# WORK INSTRUCTION
Extract from the entries below, exactly as given, only the lines from the line containing "use crate::cell::Cell;" to the line containing "buffer.resize(19, 5).unwrap();", both lines included.

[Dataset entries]
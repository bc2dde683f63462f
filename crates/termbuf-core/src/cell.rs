//! Packed terminal cell.
//!
//! ## Design
//!
//! - 16-byte `Copy` cells: codepoint + flags packed into one `u32`,
//!   fg/bg as [`PackedColor`], extended attributes as an [`ExtendedId`]
//!   index into the buffer-owned table
//! - A width-2 character occupies two column slots: the cell itself
//!   (flagged [`CellFlags::WIDE`]) and a zero-width placeholder to its
//!   right (flagged [`CellFlags::WIDE_CONTINUATION`])
//! - Grapheme clusters that do not fit a single codepoint are flagged
//!   [`CellFlags::COMBINED`] and resolved through the owning line's
//!   overflow table

use crate::extra::ExtendedId;

/// Codepoint mask (Unicode scalar values fit in 21 bits).
const CODEPOINT_MASK: u32 = 0x001F_FFFF;

/// Shift for the flag bits in the content word.
const FLAGS_SHIFT: u32 = 24;

bitflags::bitflags! {
    /// Per-cell flags stored in the high byte of the content word.
    #[derive(Debug, Clone, Copy, PartialEq, Eq)]
    pub struct CellFlags: u8 {
        /// Cell holds a width-2 character.
        const WIDE = 1 << 0;
        /// Cell is the zero-width right half of a wide character.
        const WIDE_CONTINUATION = 1 << 1;
        /// Cell content is a multi-codepoint cluster; the real string
        /// lives in the owning line's combined-overflow table.
        const COMBINED = 1 << 2;
    }
}

/// Packed color value.
///
/// Encodes default / 256-indexed / 24-bit RGB in a single `u32`:
/// the top byte is a mode tag, the low bytes hold the payload.
#[derive(Debug, Clone, Copy, PartialEq, Eq, Hash, Default)]
#[repr(transparent)]
pub struct PackedColor(pub u32);

const COLOR_MODE_SHIFT: u32 = 24;
const COLOR_MODE_DEFAULT: u32 = 0;
const COLOR_MODE_INDEXED: u32 = 1;
const COLOR_MODE_RGB: u32 = 2;

impl PackedColor {
    /// The terminal default color (fg or bg, depending on position).
    pub const DEFAULT: Self = Self(0);

    /// A 256-palette indexed color.
    #[must_use]
    #[inline]
    pub const fn indexed(idx: u8) -> Self {
        Self((COLOR_MODE_INDEXED << COLOR_MODE_SHIFT) | idx as u32)
    }

    /// A 24-bit RGB color.
    #[must_use]
    #[inline]
    pub const fn rgb(r: u8, g: u8, b: u8) -> Self {
        Self((COLOR_MODE_RGB << COLOR_MODE_SHIFT) | ((r as u32) << 16) | ((g as u32) << 8) | b as u32)
    }

    /// Check if this is the default color.
    #[must_use]
    #[inline]
    pub const fn is_default(self) -> bool {
        self.0 >> COLOR_MODE_SHIFT == COLOR_MODE_DEFAULT
    }
}

/// One terminal cell.
///
/// Cells are plain `Copy` values; rows own them in a flat `Vec`. The
/// `content` word packs the codepoint (low 21 bits) and [`CellFlags`]
/// (high byte).
#[derive(Debug, Clone, Copy, PartialEq, Eq)]
pub struct Cell {
    content: u32,
    fg: PackedColor,
    bg: PackedColor,
    extended: ExtendedId,
}

impl Default for Cell {
    fn default() -> Self {
        Self::BLANK
    }
}

impl Cell {
    /// The null cell: no codepoint, width 1, default attributes.
    ///
    /// Rows are padded with this; it renders as nothing and does not
    /// count toward a line's trimmed length.
    pub const BLANK: Self = Self {
        content: 0,
        fg: PackedColor::DEFAULT,
        bg: PackedColor::DEFAULT,
        extended: ExtendedId::NONE,
    };

    /// Create a cell holding `ch` with the given display width (1 or 2).
    ///
    /// Width-0 placeholders are created with [`Cell::wide_placeholder`].
    #[must_use]
    pub fn new(ch: char, width: u8) -> Self {
        let flags = if width == 2 {
            CellFlags::WIDE
        } else {
            CellFlags::empty()
        };
        Self {
            content: (ch as u32 & CODEPOINT_MASK) | (u32::from(flags.bits()) << FLAGS_SHIFT),
            fg: PackedColor::DEFAULT,
            bg: PackedColor::DEFAULT,
            extended: ExtendedId::NONE,
        }
    }

    /// Create a cell with explicit attributes.
    #[must_use]
    pub fn with_attrs(ch: char, width: u8, fg: PackedColor, bg: PackedColor, extended: ExtendedId) -> Self {
        let mut cell = Self::new(ch, width);
        cell.fg = fg;
        cell.bg = bg;
        cell.extended = extended;
        cell
    }

    /// Create the zero-width placeholder for the right half of a wide
    /// cell, inheriting its attributes.
    #[must_use]
    pub fn wide_placeholder(wide: &Self) -> Self {
        Self {
            content: u32::from(CellFlags::WIDE_CONTINUATION.bits()) << FLAGS_SHIFT,
            fg: wide.fg,
            bg: wide.bg,
            extended: wide.extended,
        }
    }

    /// The cell's codepoint (0 for null and placeholder cells).
    #[must_use]
    #[inline]
    pub fn codepoint(&self) -> u32 {
        self.content & CODEPOINT_MASK
    }

    /// The cell's character, or NUL for empty/placeholder cells.
    #[must_use]
    #[inline]
    pub fn char(&self) -> char {
        char::from_u32(self.codepoint()).unwrap_or('\u{FFFD}')
    }

    /// The cell's flags.
    #[must_use]
    #[inline]
    pub fn flags(&self) -> CellFlags {
        CellFlags::from_bits_truncate((self.content >> FLAGS_SHIFT) as u8)
    }

    fn set_flags(&mut self, flags: CellFlags) {
        self.content = (self.content & CODEPOINT_MASK) | (u32::from(flags.bits()) << FLAGS_SHIFT);
    }

    /// Display width of this cell: 0, 1, or 2.
    #[must_use]
    #[inline]
    pub fn width(&self) -> u8 {
        let flags = self.flags();
        if flags.contains(CellFlags::WIDE_CONTINUATION) {
            0
        } else if flags.contains(CellFlags::WIDE) {
            2
        } else {
            1
        }
    }

    /// Check if this cell holds a width-2 character.
    #[must_use]
    #[inline]
    pub fn is_wide(&self) -> bool {
        self.flags().contains(CellFlags::WIDE)
    }

    /// Check if this cell is the right-half placeholder of a wide cell.
    #[must_use]
    #[inline]
    pub fn is_wide_continuation(&self) -> bool {
        self.flags().contains(CellFlags::WIDE_CONTINUATION)
    }

    /// Check if this cell's content is a multi-codepoint cluster.
    #[must_use]
    #[inline]
    pub fn is_combined(&self) -> bool {
        self.flags().contains(CellFlags::COMBINED)
    }

    /// Mark this cell as holding a combined cluster.
    pub fn set_combined(&mut self, combined: bool) {
        let mut flags = self.flags();
        flags.set(CellFlags::COMBINED, combined);
        self.set_flags(flags);
    }

    /// Demote a wide cell to a plain width-1 cell.
    ///
    /// Used when its placeholder is overwritten and the left half must
    /// not keep claiming two columns.
    pub fn detach_wide(&mut self) {
        let mut flags = self.flags();
        flags.remove(CellFlags::WIDE);
        self.set_flags(flags);
    }

    /// Foreground color.
    #[must_use]
    #[inline]
    pub fn fg(&self) -> PackedColor {
        self.fg
    }

    /// Background color.
    #[must_use]
    #[inline]
    pub fn bg(&self) -> PackedColor {
        self.bg
    }

    /// Extended attribute id (`ExtendedId::NONE` when absent).
    #[must_use]
    #[inline]
    pub fn extended(&self) -> ExtendedId {
        self.extended
    }

    /// Check if the cell has printable content.
    #[must_use]
    #[inline]
    pub fn has_content(&self) -> bool {
        self.codepoint() != 0 || self.is_combined()
    }

    /// Check if the cell matters for trimming: printable content or a
    /// non-default background that must still be painted.
    #[must_use]
    #[inline]
    pub fn occupies(&self) -> bool {
        self.has_content() || !self.bg.is_default()
    }
}
//! Integration tests for resize reflow.
//!
//! These drive the full pipeline: write content through the cursor,
//! resize the buffer, and check wrap linkage, cursor anchoring, marker
//! re-anchoring, and rendered content.

use crate::buffer::Buffer;
use crate::cell::Cell;
use crate::config::{BufferConfig, WindowsPty, WindowsPtyBackend, CONPTY_REFLOW_MIN_BUILD};

fn ascii(buffer: &mut Buffer, text: &str) {
    buffer.write_str_with(text, &|_ch: char| 1u8);
}

fn crlf(buffer: &mut Buffer) {
    buffer.carriage_return();
    buffer.line_feed();
}

fn row_text(buffer: &Buffer, index: usize) -> String {
    buffer.translate_buffer_line_to_string(index, true, 0, None)
}

fn cursor_char(buffer: &Buffer) -> Option<char> {
    let abs = buffer.ybase() + usize::from(buffer.cursor_y());
    let col = buffer.cursor_x().checked_sub(1)?;
    let cell = buffer.get_line(abs)?.get(col)?;
    cell.has_content().then(|| cell.char())
}

// ============================================================================
// Shrink (wrap) and grow (unwrap)
// ============================================================================

#[test]
fn grow_merges_wrapped_rows() {
    let mut buffer = Buffer::new(5, 10);
    ascii(&mut buffer, "0123456789ABCDEFGHI"); // 19 chars -> 2 rows

    assert!(buffer.get_line(1).unwrap().is_wrapped());
    buffer.resize(19, 5).unwrap();

    assert_eq!(row_text(&buffer, 0), "0123456789ABCDEFGHI");
    assert!(!buffer.get_line(1).unwrap().is_wrapped());
    assert_eq!(buffer.get_line(0).unwrap().logical_width(), 19);
    buffer.assert_invariants();
}

#[test]
fn shrink_splits_into_continuation_rows() {
    let mut buffer = Buffer::new(5, 10);
    ascii(&mut buffer, "0123456789"); // exactly one full row
    crlf(&mut buffer);

    buffer.resize(4, 5).unwrap();

    assert_eq!(row_text(&buffer, 0), "0123");
    assert_eq!(row_text(&buffer, 1), "4567");
    assert_eq!(row_text(&buffer, 2), "89");
    assert!(buffer.get_line(1).unwrap().is_wrapped());
    assert!(buffer.get_line(2).unwrap().is_wrapped());
    assert_eq!(buffer.get_line(1).unwrap().start_column(), 4);
    assert_eq!(buffer.get_line(2).unwrap().start_column(), 8);
    assert_eq!(buffer.get_line(0).unwrap().logical_width(), 10);
    buffer.assert_invariants();
}

#[test]
fn hard_wrapped_lines_never_merge() {
    let mut buffer = Buffer::new(5, 10);
    ascii(&mut buffer, "aaaaaaaaa"); // 9 chars, no wrap
    crlf(&mut buffer);
    ascii(&mut buffer, "bbbbbbbbb");

    buffer.resize(40, 5).unwrap();

    assert_eq!(row_text(&buffer, 0), "aaaaaaaaa");
    assert_eq!(row_text(&buffer, 1), "bbbbbbbbb");
    assert!(!buffer.get_line(1).unwrap().is_wrapped());
    buffer.assert_invariants();
}

#[test]
fn shrink_then_grow_round_trips_content() {
    let mut buffer = Buffer::new(6, 20);
    ascii(&mut buffer, "the quick brown fox");
    crlf(&mut buffer);
    ascii(&mut buffer, "jumps");

    buffer.resize(7, 6).unwrap();
    buffer.resize(20, 6).unwrap();

    assert_eq!(buffer.logical_content()[0], "the quick brown fox");
    assert!(buffer
        .logical_content()
        .iter()
        .any(|line| line == "jumps"));
    buffer.assert_invariants();
}

#[test]
fn repeated_shrink_reflows_previous_chains() {
    let mut buffer = Buffer::new(8, 16);
    ascii(&mut buffer, "0123456789ABCDEF0123");
    crlf(&mut buffer);

    buffer.resize(8, 8).unwrap();
    buffer.resize(5, 8).unwrap();

    assert_eq!(row_text(&buffer, 0), "01234");
    assert_eq!(row_text(&buffer, 1), "56789");
    assert_eq!(row_text(&buffer, 2), "ABCDE");
    assert_eq!(row_text(&buffer, 3), "F0123");
    assert_eq!(buffer.get_line(0).unwrap().logical_width(), 20);
    buffer.assert_invariants();
}

// ============================================================================
// Cursor anchoring
// ============================================================================

#[test]
fn cursor_stays_on_same_character_through_shrink() {
    let mut buffer = Buffer::new(6, 12);
    ascii(&mut buffer, "abcdefgh");
    // Cursor sits just after 'h'.
    assert_eq!(cursor_char(&buffer), Some('h'));

    buffer.resize(5, 6).unwrap();

    assert_eq!(cursor_char(&buffer), Some('h'));
    assert_eq!(buffer.cursor_y(), 1);
    assert_eq!(buffer.cursor_x(), 3);
    buffer.assert_invariants();
}

#[test]
fn cursor_stays_on_same_character_through_grow() {
    let mut buffer = Buffer::new(6, 5);
    ascii(&mut buffer, "abcdefgh");
    assert_eq!(buffer.cursor_y(), 1);

    buffer.resize(12, 6).unwrap();

    assert_eq!(cursor_char(&buffer), Some('h'));
    assert_eq!(buffer.cursor_y(), 0);
    assert_eq!(buffer.cursor_x(), 8);
    buffer.assert_invariants();
}

#[test]
fn saved_cursor_follows_reflow() {
    let mut buffer = Buffer::new(6, 12);
    ascii(&mut buffer, "abcdefgh");
    buffer.save_cursor();
    crlf(&mut buffer);
    ascii(&mut buffer, "next");

    buffer.resize(5, 6).unwrap();
    buffer.restore_cursor();

    assert_eq!(cursor_char(&buffer), Some('h'));
    buffer.assert_invariants();
}

#[test]
fn writes_continue_correctly_after_reflow() {
    let mut buffer = Buffer::new(6, 10);
    ascii(&mut buffer, "abcdef");
    buffer.resize(4, 6).unwrap();
    ascii(&mut buffer, "gh");

    assert_eq!(buffer.logical_content()[0], "abcdefgh");
    buffer.assert_invariants();
}

// ============================================================================
// Markers
// ============================================================================

#[test]
fn marker_shifts_when_earlier_paragraph_wraps() {
    let mut buffer = Buffer::new(8, 10);
    ascii(&mut buffer, "0123456789"); // will split on shrink
    crlf(&mut buffer);
    ascii(&mut buffer, "target");
    let marker = buffer.add_marker(1);

    buffer.resize(5, 8).unwrap();

    // Paragraph above grew from 1 row to 2.
    assert!(!marker.is_disposed());
    assert_eq!(marker.line(), 2);
    assert_eq!(row_text(&buffer, marker.line()), "targe");
    buffer.assert_invariants();
}

#[test]
fn marker_shifts_up_when_earlier_paragraph_unwraps() {
    let mut buffer = Buffer::new(8, 5);
    ascii(&mut buffer, "0123456789"); // two rows at cols=5
    crlf(&mut buffer);
    ascii(&mut buffer, "tgt");
    let marker = buffer.add_marker(2);

    buffer.resize(10, 8).unwrap();

    assert!(!marker.is_disposed());
    assert_eq!(marker.line(), 1);
    assert_eq!(row_text(&buffer, marker.line()), "tgt");
    buffer.assert_invariants();
}

#[test]
fn marker_on_removed_continuation_row_is_disposed() {
    let mut buffer = Buffer::new(8, 5);
    ascii(&mut buffer, "0123456789");
    let marker = buffer.add_marker(1); // continuation row

    buffer.resize(10, 8).unwrap();

    assert!(marker.is_disposed());
}

#[test]
fn marker_survives_scrollback_eviction_during_reflow() {
    let mut buffer = Buffer::with_config(
        4,
        10,
        BufferConfig {
            scrollback: 4,
            ..BufferConfig::default()
        },
    );
    for i in 0..7 {
        ascii(&mut buffer, &format!("line-{i}"));
        crlf(&mut buffer);
    }
    let ybase = buffer.ybase();
    let marker = buffer.add_marker(ybase);

    // Shrinking the width wraps every line; overflow evicts from the
    // top and the marker must either track or dispose, never dangle.
    buffer.resize(4, 4).unwrap();

    if !marker.is_disposed() {
        assert!(marker.line() < buffer.len());
    }
    buffer.assert_invariants();
}

#[test]
fn noop_resize_fires_no_marker_events() {
    let mut buffer = Buffer::new(6, 10);
    ascii(&mut buffer, "0123456789abc");
    let marker = buffer.add_marker(1);

    buffer.resize(10, 6).unwrap();

    assert_eq!(marker.line(), 1);
    assert!(!marker.is_disposed());
}

// ============================================================================
// Capacity
// ============================================================================

#[test]
fn reflow_overflow_evicts_oldest_lines() {
    let mut buffer = Buffer::with_config(
        4,
        20,
        BufferConfig {
            scrollback: 2,
            ..BufferConfig::default()
        },
    );
    ascii(&mut buffer, "aaaaaaaaaaaaaaaaaaaa"); // 20 chars
    crlf(&mut buffer);
    ascii(&mut buffer, "bbbbbbbbbbbbbbbbbbbb");
    crlf(&mut buffer);
    ascii(&mut buffer, "cccc");

    // At cols=5 the content needs 9 rows; capacity is 6.
    buffer.resize(5, 4).unwrap();

    assert!(buffer.len() <= buffer.max_length());
    // Newest content survives.
    let content = buffer.logical_content();
    assert!(content.iter().any(|line| line == "cccc"));
    buffer.assert_invariants();
}

#[test]
fn grow_rows_beyond_scrollback_stays_in_capacity() {
    let mut buffer = Buffer::with_config(
        3,
        10,
        BufferConfig {
            scrollback: 1,
            ..BufferConfig::default()
        },
    );
    for _ in 0..6 {
        buffer.line_feed();
    }
    buffer.resize(10, 8).unwrap();
    assert!(buffer.len() <= buffer.max_length());
    assert_eq!(buffer.rows(), 8);
    buffer.assert_invariants();
}

// ============================================================================
// Windows compatibility gate
// ============================================================================

#[test]
fn windows_mode_resize_truncates_without_reflow() {
    let mut buffer = Buffer::with_config(
        5,
        10,
        BufferConfig {
            windows_mode: true,
            ..BufferConfig::default()
        },
    );
    ascii(&mut buffer, "0123456789ABC");
    assert!(buffer.get_line(1).unwrap().is_wrapped());

    buffer.resize(6, 5).unwrap();

    // Rows truncated in place; wrap linkage untouched.
    assert_eq!(row_text(&buffer, 0), "012345");
    assert_eq!(row_text(&buffer, 1), "ABC");
    assert!(buffer.get_line(1).unwrap().is_wrapped());
    buffer.assert_invariants();
}

#[test]
fn old_conpty_build_disables_reflow() {
    let mut buffer = Buffer::with_config(
        5,
        10,
        BufferConfig {
            windows_pty: Some(WindowsPty {
                backend: WindowsPtyBackend::Conpty,
                build_number: Some(CONPTY_REFLOW_MIN_BUILD - 1),
            }),
            ..BufferConfig::default()
        },
    );
    ascii(&mut buffer, "0123456789ABC");

    buffer.resize(13, 5).unwrap();

    // Still two rows: no merge happened.
    assert_eq!(row_text(&buffer, 0), "0123456789");
    assert_eq!(row_text(&buffer, 1), "ABC");
    assert!(buffer.get_line(1).unwrap().is_wrapped());
}

#[test]
fn new_conpty_build_reflows() {
    let mut buffer = Buffer::with_config(
        5,
        10,
        BufferConfig {
            windows_pty: Some(WindowsPty {
                backend: WindowsPtyBackend::Conpty,
                build_number: Some(CONPTY_REFLOW_MIN_BUILD),
            }),
            ..BufferConfig::default()
        },
    );
    ascii(&mut buffer, "0123456789ABC");

    buffer.resize(13, 5).unwrap();

    assert_eq!(row_text(&buffer, 0), "0123456789ABC");
    assert!(!buffer.get_line(1).unwrap().is_wrapped());
}

// ============================================================================
// Wide characters and clusters
// ============================================================================

#[test]
fn wide_pair_is_never_split_by_reflow() {
    let mut buffer = Buffer::new(5, 10);
    ascii(&mut buffer, "abc");
    buffer.write_char('漢', 2);
    buffer.write_char('字', 2);
    ascii(&mut buffer, "de");

    // At cols=4 the first wide char would straddle the boundary.
    buffer.resize(4, 5).unwrap();

    for idx in 0..buffer.len() {
        let line = buffer.get_line(idx).unwrap();
        for col in 0..line.len() {
            let cell = line.get(col).unwrap();
            if cell.is_wide() {
                assert!(
                    col + 1 < line.len()
                        && line.get(col + 1).is_some_and(Cell::is_wide_continuation),
                    "split wide pair at row {idx} col {col}"
                );
            }
        }
    }
    // The row that could not fit the wide char broke early.
    assert_eq!(row_text(&buffer, 0), "abc");
    assert_eq!(row_text(&buffer, 1), "漢字");
    assert_eq!(row_text(&buffer, 2), "de");
    buffer.assert_invariants();
}

#[test]
fn combined_cluster_travels_with_reflow() {
    let mut buffer = Buffer::new(5, 10);
    ascii(&mut buffer, "abcde");
    buffer.write_char('e', 1);
    buffer.write_char('\u{0301}', 0); // combining acute on the 'e'
    ascii(&mut buffer, "fgh");

    buffer.resize(4, 5).unwrap();

    let content = buffer.logical_content();
    assert_eq!(content[0], "abcdee\u{0301}fgh");
    buffer.assert_invariants();
}

// ============================================================================
// Display offset
// ============================================================================

#[test]
fn display_pinned_to_bottom_stays_pinned_through_resize() {
    let mut buffer = Buffer::new(4, 10);
    for i in 0..8 {
        ascii(&mut buffer, &format!("0123456789-{i}"));
        crlf(&mut buffer);
    }
    assert_eq!(buffer.ydisp(), buffer.ybase());

    buffer.resize(6, 4).unwrap();

    assert_eq!(buffer.ydisp(), buffer.ybase());
    buffer.assert_invariants();
}

#[test]
fn scrolled_back_display_is_clamped_not_snapped() {
    let mut buffer = Buffer::new(4, 5);
    for _ in 0..10 {
        ascii(&mut buffer, "0123456789"); // wraps into two rows each
        crlf(&mut buffer);
    }
    buffer.scroll_display(100);
    assert_eq!(buffer.ydisp(), 0);

    buffer.resize(10, 4).unwrap();

    assert!(buffer.ydisp() <= buffer.ybase());
    buffer.assert_invariants();
}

# EXERCISE OUTPUT
use crate::cell::Cell;
use crate::config::{BufferConfig, WindowsPty, WindowsPtyBackend, CONPTY_REFLOW_MIN_BUILD};

fn ascii(buffer: &mut Buffer, text: &str) {
    buffer.write_str_with(text, &|_ch: char| 1u8);
}

fn crlf(buffer: &mut Buffer) {
    buffer.carriage_return();
    buffer.line_feed();
}

fn row_text(buffer: &Buffer, index: usize) -> String {
    buffer.translate_buffer_line_to_string(index, true, 0, None)
}

fn cursor_char(buffer: &Buffer) -> Option<char> {
    let abs = buffer.ybase() + usize::from(buffer.cursor_y());
    let col = buffer.cursor_x().checked_sub(1)?;
    let cell = buffer.get_line(abs)?.get(col)?;
    cell.has_content().then(|| cell.char())
}

// ============================================================================
// Shrink (wrap) and grow (unwrap)
// ============================================================================

#[test]
fn grow_merges_wrapped_rows() {
    let mut buffer = Buffer::new(5, 10);
    ascii(&mut buffer, "0123456789ABCDEFGHI"); // 19 chars -> 2 rows

    assert!(buffer.get_line(1).unwrap().is_wrapped());
    buffer.resize(19, 5).unwrap();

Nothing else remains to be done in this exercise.